Self-efficacy for negotiation

  1. I can bring up the topic of safer sex with any sexual partner.
  2. I could get my partner(s) to use a condom even if s/he didn’t want to.
  3. I can convince my partner(s) to try different types of condoms.

Response Categories: Strongly Disagree (1), Disagree (2), Agree (3), Strongly Agree (4).

Cronbach’s Alpha = 0.75

Negative attitudes toward condoms

  1. Condoms interfere with sexual pleasure.
  2. Condoms make it more difficult for a man to keep an erection.
  3. Condoms make it more difficult for a man to ejaculate.
  4. Condoms feel uncomfortable because they are too tight.
  5. Condoms are useless because they can break and slip off.
  6. Condoms provide good protection from HIV and other STDs. (Reverse Code)
  7. Condoms make sex last longer. (Reverse Code)

Response Categories: Strongly Disagree (1), Disagree (2), Agree (3), Strongly Agree (4).

Cronbach’s Alpha = 0.70

Negative attitudes toward FSWs

  1. A prostitute is like any other woman who is trying to make a living. (Reverse Code)
  2. Prostitutes get what they deserve.
  3. Most prostitutes care about their health. (Reverse Code)
  4. Prostitutes should go to jail if they get caught.
  5. Prostitutes are bad women.
  6. Prostitutes expect to be treated a little rough.
  7. Prostitutes are mostly drug users.
  8. Prostitutes are nice girls who know how to treat a man right. (Reverse Code)
  9. Most prostitutes have good personal hygiene. (Reverse Code)

Response Categories: Strongly Disagree (1), Disagree (2), Agree (3), Strongly Agree (4).

Cronbach’s Alpha = 0.65

Misogyny

  1. In my opinion, women are bad news.
  2. Women are only good for one thing, and that is sex.
  3. I avoid women except when it comes to sex.
  4. It wouldn’t bother me to hurt a woman physically.
  5. Women have never treated me very well.
  6. Sex is the only reason why I pursue women.
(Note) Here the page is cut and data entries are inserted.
//! Elevation-grid climb: uniform-cost grid walk with a climb constraint.
//!
//! The map is rows of `a`–`z` elevations with an `S` start marker (lowest
//! elevation) and an `E` summit marker (highest). Each step moves one cell
//! orthogonally and may climb at most one elevation unit; descending any
//! distance is free. The archive's second variant starts from every
//! lowest-elevation cell at once, which here is just a multi-start seed.

use pathwise_engine::space::{Cost, SearchSpace, Step};

use crate::grid::{Grid, Position, HEADINGS};

/// Elevation-map parse failure.
#[derive(Debug, Clone, PartialEq, Eq)]
pub enum ParseError {
    /// The input has no rows, or rows of unequal width.
    BadShape,
    /// A cell is not `a`–`z`, `S`, or `E`.
    BadCell { row: usize, col: usize, cell: char },
    /// The `S` or `E` marker is missing.
    MissingMarker { marker: char },
}

impl std::fmt::Display for ParseError {
    fn fmt(&self, f: &mut std::fmt::Formatter<'_>) -> std::fmt::Result {
        match self {
            Self::BadShape => write!(f, "elevation map needs equal-width, non-empty rows"),
            Self::BadCell { row, col, cell } => {
                write!(f, "unexpected cell {cell:?} at row {row}, column {col}")
            }
            Self::MissingMarker { marker } => {
                write!(f, "elevation map has no {marker:?} marker")
            }
        }
    }
}

impl std::error::Error for ParseError {}

/// A parsed elevation map with its start and summit.
#[derive(Debug, Clone)]
pub struct HillMap {
    grid: Grid<u8>,
    start: Position,
    summit: Position,
}

impl HillMap {
    /// Parse from letter rows.
    ///
    /// # Errors
    ///
    /// [`ParseError`] on shape problems, unexpected cells, or missing
    /// `S`/`E` markers.
    pub fn parse(input: &str) -> Result<Self, ParseError> {
        let mut rows: Vec<Vec<u8>> = Vec::new();
        let mut start = None;
        let mut summit = None;

        for (row, line) in input.trim().lines().enumerate() {
            let mut cells = Vec::with_capacity(line.len());
            for (col, cell) in line.chars().enumerate() {
                #[allow(clippy::cast_possible_truncation, clippy::cast_possible_wrap)]
                let here = Position {
                    row: row as i32,
                    col: col as i32,
                };
                let elevation = match cell {
                    'S' => {
                        start = Some(here);
                        0
                    }
                    'E' => {
                        summit = Some(here);
                        25
                    }
                    'a'..='z' => cell as u8 - b'a',
                    _ => return Err(ParseError::BadCell { row, col, cell }),
                };
                cells.push(elevation);
            }
            rows.push(cells);
        }

        if rows.is_empty() || rows.iter().any(|row| row.len() != rows[0].len()) || rows[0].is_empty()
        {
            return Err(ParseError::BadShape);
        }

        let start = start.ok_or(ParseError::MissingMarker { marker: 'S' })?;
        let summit = summit.ok_or(ParseError::MissingMarker { marker: 'E' })?;
        Ok(Self {
            grid: Grid::from_rows(rows),
            start,
            summit,
        })
    }

    #[must_use]
    pub fn start(&self) -> Position {
        self.start
    }

    #[must_use]
    pub fn summit(&self) -> Position {
        self.summit
    }

    /// Every lowest-elevation cell — the multi-start seed for the "best
    /// trailhead" variant.
    #[must_use]
    pub fn lowest_cells(&self) -> Vec<Position> {
        self.grid
            .cells()
            .filter(|&(_, &elevation)| elevation == 0)
            .map(|(pos, _)| pos)
            .collect()
    }

    fn elevation(&self, pos: Position) -> u8 {
        *self.grid.get(pos).expect("position came from this grid")
    }
}

impl SearchSpace for HillMap {
    type State = Position;
    type Key = Position;

    fn canonical_key(&self, state: &Position) -> Position {
        *state
    }

    fn successors(&self, state: &Position, out: &mut Vec<Step<Position>>) {
        let here = self.elevation(*state);
        for heading in HEADINGS {
            let next = state.step(heading);
            let Some(&there) = self.grid.get(next) else {
                continue;
            };
            if there <= here + 1 {
                out.push(Step {
                    state: next,
                    cost: 1,
                });
            }
        }
    }

    fn is_goal(&self, state: &Position) -> bool {
        *state == self.summit
    }

    /// Admissible on both axes: every step covers one cell of taxicab
    /// distance and at most one unit of climb, so the true remaining cost
    /// is at least the larger of the two.
    fn estimate(&self, state: &Position) -> Cost {
        let distance = state.manhattan(self.summit);
        let climb = i64::from(self.elevation(self.summit)) - i64::from(self.elevation(*state));
        distance.max(climb)
    }
}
Response Categories: Strongly Disagree (1), Disagree (2), Agree (3), Strongly Agree (4).

Cronbach’s Alpha = 0.75

Drug Use Scale

During the past 4 months, how often did you use:

  1. smoke marijuana or hash?
  2. heroin by itself?
  3. methamphetamine by itself?
  4. ecstasy?
  5. cocaine by itself?
  6. heroin and cocaine mixed together (e.g., speedball)?
  7. heroin and methamphetamine mixed together (e.g., Mexican speedball)?
  8. GHB?
  9. ketamine?
  10. inhalants like glue or gasoline?
  11. tranquilizers, not prescribed (e.g., Diazepam, Valium, Ativan, Restoril, Xanax)?
  12. barbiturates, not prescribed (e.g., sleeping pills)?
  13. some other drug by itself?
  14. some other drug combination?

Response Categories: Never (0), <=1 a month (1), 2–3 days/month (2), Once a week (3), 2–3 days/week (4), 4–6 days/week (5), Everyday (6).